The following investment on 1/1/2017 with the following terms:
* $100,000,000 Total Loan - interest only payments/non-amortizing
* 24 month term
* 12% interest rate - charged as actual/360 on current outstanding loan balance ("OLB")
* 1% origination fee paid at close
* 1% exit fee paid on maturity
* 12 month extension option at 1% of total loan
* $50MM funded up front on 1/1/17- the rest drawn ratably over the first 20 months
* Full yield maintenance/prepayment for the life of loan or as extended, paid on current OLB
* After 3 months, the loan will be split into an A and B note. The A-Note purchaser will buy a 50% share of the current OLB, and fund future draws pari passu for the remainder of the term. The A-note will also get a 1% origination/exit/extension fee on their $50MM, earn 6% interest on their OLB at actual/360, and have full yield maintenance/prepayment on OLB.
* The retained B-note collects any spread between the total loan and the A-note, in addition to full returns on its retained B-note portion.
Please model out the monthly cash flows of this investment and provide the following within the spreadsheet in a summarized manner:
1) The IRR & total dollar returns of the following, assuming the extension option is not exercised and the loan is held to maturity:
* Total Loan
* Net return on the Total Loan after a 25% incentive fee, and total dollar amount of incentive fee
* Net return on B-note after a 25% incentive fee, and total dollar amount of incentive fee
2) Please provide the following using the Data Table function comparing the below scenarios to the original terms (one data table should be created for each scenario variation):
A. The gross and net total loan and B-note returns and the amount of the incentive fee if the loan is prepaid in month 21.
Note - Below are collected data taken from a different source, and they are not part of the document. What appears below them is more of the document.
//! Gzipped tarball extraction

use crate::{PackageError, Result};
use flate2::read::GzDecoder;
use std::fs::{self, File};
use std::io;
use std::path::{Component, Path, PathBuf};
use tar::{Archive, EntryType};

/// Extract a `.tar.gz` into `target_dir`.
///
/// Entries that would land outside `target_dir` abort the extraction with
/// [`PackageError::PathTraversal`]. Links and special files are skipped.
pub fn extract_tar_gz(archive_path: &Path, target_dir: &Path) -> Result<()> {
    let file = File::open(archive_path)?;
    let mut archive = Archive::new(GzDecoder::new(file));

    for entry in archive.entries()? {
        let mut entry = entry?;
        let relative = entry.path()?.into_owned();
        let target = contained_path(target_dir, &relative)?;

        match entry.header().entry_type() {
            EntryType::Directory => {
                fs::create_dir_all(&target)?;
            }
            EntryType::Regular | EntryType::Continuous => {
                if let Some(parent) = target.parent() {
                    fs::create_dir_all(parent)?;
                }
                let mut out = File::create(&target)?;
                io::copy(&mut entry, &mut out)?;
            }
            EntryType::XGlobalHeader | EntryType::XHeader => {}
            other => {
                tracing::warn!(
                    entry = %relative.display(),
                    kind = ?other,
                    "skipping unsupported tar entry"
                );
            }
        }
    }
    Ok(())
}

/// Join an archive path onto `root`, rejecting absolute and `..` components
fn contained_path(root: &Path, relative: &Path) -> Result<PathBuf> {
    let mut out = root.to_path_buf();
    for component in relative.components() {
        match component {
            Component::Normal(part) => out.push(part),
            Component::CurDir => {}
            Component::ParentDir | Component::RootDir | Component::Prefix(_) => {
                return Err(PackageError::PathTraversal(relative.to_path_buf()));
            }
        }
    }
    Ok(out)
}
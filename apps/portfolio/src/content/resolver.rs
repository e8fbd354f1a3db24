//! Content Resolver — picks the content to render, in strict priority order:
//! cached copy → remote generation → compiled-in defaults.
//!
//! Flow: store.get → JSON parse → render (done), or
//!       delete invalid entry → generate → extract_json → render → store.set, or
//!       render default_content() with no cache write.
//!
//! Exactly one remote attempt per resolution; no retries.

use serde_json::Value;
use thiserror::Error;
use tracing::{error, info, warn};

use crate::content::defaults::default_content;
use crate::content::generator::ContentGenerator;
use crate::content::models::{ContentSource, PortfolioContent};
use crate::llm_client::fence::{extract_json, FenceError};
use crate::llm_client::prompts::{portfolio_schema, PORTFOLIO_PROMPT};
use crate::llm_client::{LlmError, JSON_MIME_TYPE, MODEL};
use crate::store::{ContentStore, CACHE_KEY};
use crate::view::dom::Document;
use crate::view::populate::populate;

/// Failures absorbed inside the resolver. None of these reach the caller.
#[derive(Debug, Error)]
pub enum ResolutionError {
    #[error("cached content is not valid JSON: {0}")]
    CacheParse(serde_json::Error),

    #[error("remote request failed: {0}")]
    RemoteRequest(#[from] LlmError),

    #[error("remote response could not be parsed: {0}")]
    ResponseParse(#[from] FenceError),

    #[error("remote response does not match the content shape: {0}")]
    SchemaViolation(serde_json::Error),
}

/// Failures that escape the resolver.
#[derive(Debug, Error)]
pub enum ResolveError {
    /// The cached entry is valid JSON but not a `PortfolioContent`.
    /// The cache is only syntax-checked, so this surfaces at render time
    /// and is not downgraded to the default content.
    #[error("cached content does not match the content shape: {0}")]
    MalformedCache(serde_json::Error),
}

#[derive(Debug, Clone)]
pub struct Resolved {
    pub content: PortfolioContent,
    pub source: ContentSource,
}

/// Resolves portfolio content and populates `doc` with it.
pub async fn resolve(
    store: &dyn ContentStore,
    generator: &dyn ContentGenerator,
    doc: &mut Document,
) -> Result<Resolved, ResolveError> {
    if let Some(cached) = read_cache(store).await {
        match serde_json::from_str::<Value>(&cached) {
            Ok(value) => {
                let content: PortfolioContent =
                    serde_json::from_value(value).map_err(ResolveError::MalformedCache)?;
                populate(doc, &content);
                info!("Rendered portfolio content from {} cache", store.backend());
                return Ok(Resolved {
                    content,
                    source: ContentSource::Cache,
                });
            }
            Err(e) => {
                warn!("{}; clearing cache entry", ResolutionError::CacheParse(e));
                if let Err(e) = store.delete(CACHE_KEY).await {
                    warn!("Failed to clear invalid cache entry: {e}");
                }
            }
        }
    }

    match fetch_generated(generator).await {
        Ok(content) => {
            populate(doc, &content);
            write_cache(store, &content).await;
            info!(
                "Rendered generated portfolio content ({} skills, {} projects)",
                content.skills.len(),
                content.projects.len()
            );
            Ok(Resolved {
                content,
                source: ContentSource::Generated,
            })
        }
        Err(e) => {
            error!("Content generation failed, rendering defaults: {e}");
            let content = default_content();
            populate(doc, &content);
            Ok(Resolved {
                content,
                source: ContentSource::Fallback,
            })
        }
    }
}

async fn read_cache(store: &dyn ContentStore) -> Option<String> {
    match store.get(CACHE_KEY).await {
        Ok(cached) => cached,
        Err(e) => {
            warn!("Cache read failed on {} store, treating as empty: {e}", store.backend());
            None
        }
    }
}

async fn fetch_generated(
    generator: &dyn ContentGenerator,
) -> Result<PortfolioContent, ResolutionError> {
    let schema = portfolio_schema();
    let response = generator
        .generate(MODEL, PORTFOLIO_PROMPT, &schema, JSON_MIME_TYPE)
        .await?;
    let value = extract_json(&response.text)?;
    serde_json::from_value(value).map_err(ResolutionError::SchemaViolation)
}

/// A failed write leaves the page rendered; the next resolution simply regenerates.
async fn write_cache(store: &dyn ContentStore, content: &PortfolioContent) {
    let serialized = match serde_json::to_string(content) {
        Ok(s) => s,
        Err(e) => {
            warn!("Failed to serialize content for cache: {e}");
            return;
        }
    };
    if let Err(e) = store.set(CACHE_KEY, &serialized).await {
        warn!("Failed to write content to {} cache: {e}", store.backend());
    }
}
B. The gross and net total loan and B-note returns and the amount of the incentive fee if the loan is extended for the full 12 months and repaid in month 36.
C. The gross and net B-note returns and the amount of the incentive fee if the A-note is sold in Month 8 as opposed to Month 3. Show returns for both un-extended and extended terms.
D. The gross and net B-note returns and the amount of the incentive fee if the total loan interest rate is 14.5% and the A-note interest rate is 8%.